Friday, 21 June 2013: 10:30 AM
Viking Salons ABC (The Hotel Viking)
I. G. Grooms, Courant Institute of Mathematical Sciences, New York, NY; and A. J. Majda

Superparameterization is a multiscale method for modeling the impact of small-scale processes on resolved large scales in general circulation models; it couples a low-resolution general circulation model to high-resolution simulations embedded within the coarse grid. Although it is effective in representing the effects of small-scale convection, it is computationally expensive, the coupling framework precludes important small-scale instabilities (e.g. baroclinic instability), and it imposes a severe scale separation between large and small scales.

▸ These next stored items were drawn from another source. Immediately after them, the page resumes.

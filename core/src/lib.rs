//! Schema graph, path resolution and join compilation for relmap.
//!
//! Entities are registered into [`Schemes`], which infers the relation kind
//! of every declared relation from column naming. A [`QueryCompiler`] then
//! turns dotted relation paths in conditions, orderings and eager-load lists
//! into aliased joins over that graph.

mod trace;

pub mod config;
pub mod depends;
pub mod error;
pub mod lexer;
pub mod naming;
pub mod plan;
pub mod resolve;
pub mod schema;
pub mod select;

// Re-export key types
pub use config::{ConfigError, NamingConfig, RelmapConfig};
pub use depends::{Depends, Dependents, FollowUp, ScanTarget, SelectColumn, compile_dependents};
pub use error::{RelmapError, Result};
pub use naming::{NamingStrategy, SnakeCaseNaming};
pub use plan::{Edge, EdgePath, JoinClause, JoinPlan, JoinType};
pub use resolve::{CompiledCondition, Fragment, PathSegment, QueryCompiler, compile_condition};
pub use schema::{
    Column, EntityDef, EntityId, EntityNode, FieldIndex, Pivot, Relation, RelationDef,
    RelationKind, RelationRef, Schemes,
};
pub use select::{SelectBuilder, SelectStatement};

pub mod prelude {
    pub use crate::config::RelmapConfig;
    pub use crate::depends::{Dependents, compile_dependents};
    pub use crate::error::{RelmapError, Result};
    pub use crate::naming::{NamingStrategy, SnakeCaseNaming};
    pub use crate::resolve::{QueryCompiler, compile_condition};
    pub use crate::schema::{Column, EntityDef, EntityId, RelationDef, RelationKind, Schemes};
    pub use crate::select::SelectBuilder;
    pub use relmap_types::{Dialect, ValueType};
}
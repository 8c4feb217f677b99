//! Shared entity fixture: orders with addresses, telephones and tags.
#![allow(dead_code)]

use relmap::prelude::*;

pub struct Shop {
    pub schemes: Schemes,
    pub country: EntityId,
    pub address: EntityId,
    pub order: EntityId,
    pub telephone: EntityId,
    pub tag: EntityId,
    pub person: EntityId,
}

pub fn country() -> EntityDef {
    EntityDef::new("Country")
        .column(Column::new("Id", ValueType::Int).at(&[0]))
        .column(Column::new("Name", ValueType::Text).at(&[1]))
        .column(Column::new("Code", ValueType::Text).at(&[2]))
}

pub fn address() -> EntityDef {
    EntityDef::new("Address")
        .column(Column::new("Id", ValueType::Int).at(&[0]))
        .column(Column::new("Street", ValueType::Text).at(&[1]))
        .column(Column::new("City", ValueType::Text).at(&[2]))
        .column(Column::new("CountryId", ValueType::Int).at(&[3]))
        .relation(RelationDef::new("Country", "Country").at(&[4]))
}

pub fn order() -> EntityDef {
    EntityDef::new("Order")
        .column(Column::new("Id", ValueType::Int).at(&[0]))
        .column(Column::new("Number", ValueType::Text).at(&[1]))
        .column(Column::new("AddressId", ValueType::Int).at(&[2]))
        .column(Column::new("OptionalAddressId", ValueType::Int).at(&[3]))
        .column(Column::new("CreatedAt", ValueType::Time).at(&[4]).with_scanner())
        .relation(RelationDef::new("Address", "Address").at(&[5]))
        .relation(RelationDef::new("OptionalAddress", "Address").at(&[6]))
        .relation(RelationDef::new("Telephones", "Telephone").at(&[7]))
        .relation(RelationDef::new("Tags", "Tag").at(&[8]))
}

pub fn telephone() -> EntityDef {
    EntityDef::new("Telephone")
        .column(Column::new("Id", ValueType::Int).at(&[0]))
        .column(Column::new("OrderId", ValueType::Int).at(&[1]))
        .column(Column::new("Number", ValueType::Text).at(&[2]))
}

pub fn tag() -> EntityDef {
    EntityDef::new("Tag")
        .column(Column::new("Id", ValueType::Int).at(&[0]))
        .column(Column::new("Label", ValueType::Text).at(&[1]))
}

pub fn person() -> EntityDef {
    EntityDef::new("Person")
        .column(Column::new("Id", ValueType::Int).at(&[0]))
        .column(Column::new("Name", ValueType::Text).at(&[1]))
        .column(Column::new("AddressId", ValueType::Int).at(&[2]))
        .column(Column::new("OptionalAddressId", ValueType::Int).at(&[3]))
        .relation(RelationDef::new("Address", "Address").at(&[4]))
        .relation(RelationDef::new("OptionalAddress", "Address").at(&[5]))
}

pub fn shop() -> Shop {
    shop_in(Schemes::new())
}

pub fn shop_in(mut schemes: Schemes) -> Shop {
    let country = schemes.add(country()).expect("country");
    let address = schemes.add(address()).expect("address");
    let order = schemes.add(order()).expect("order");
    let telephone = schemes.add(telephone()).expect("telephone");
    let tag = schemes.add(tag()).expect("tag");
    let person = schemes.add(person()).expect("person");
    Shop {
        schemes,
        country,
        address,
        order,
        telephone,
        tag,
        person,
    }
}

We present an alternative framework for superparameterization that allows a wider range of small-scale instabilities, including baroclinic instability, significantly decreases the computational cost, and lessens the severity of the large/small scale gap. The improved representation of the small-scale dynamics (allowing baroclinic instability) is achieved through a new framework for coupling the large and small scales, called the 'point approximation.' Massive computational savings are achieved by modeling the small-scale dynamics with quasilinear stochastic PDEs instead of nonlinear deterministic PDEs. The large/small scale gap is lessened by representing the small-scale variables as spatially-homogeneous stochastic processes in embedded domains that are formally infinite. (The small scales are nevertheless guaranteed not to have large-scale variation.)

We implement the new method in the relatively simple setting of two-layer doubly-periodic quasigeostrophic turbulence, but we emphasize that the method does not rely in any way on periodic geometry. The method absorbs the forward cascade of potential energy to small scales and generates an inverse cascade of kinetic energy from small scales, and is able to generate correct large-scale energy spectra, heat flux, and jet structure. It is only minimally more computationally expensive than conventional parameterization, and its stochastic nature suggests that it could increase ensemble variability and therefore improve the skill of ensemble-based predictions and reanalyses.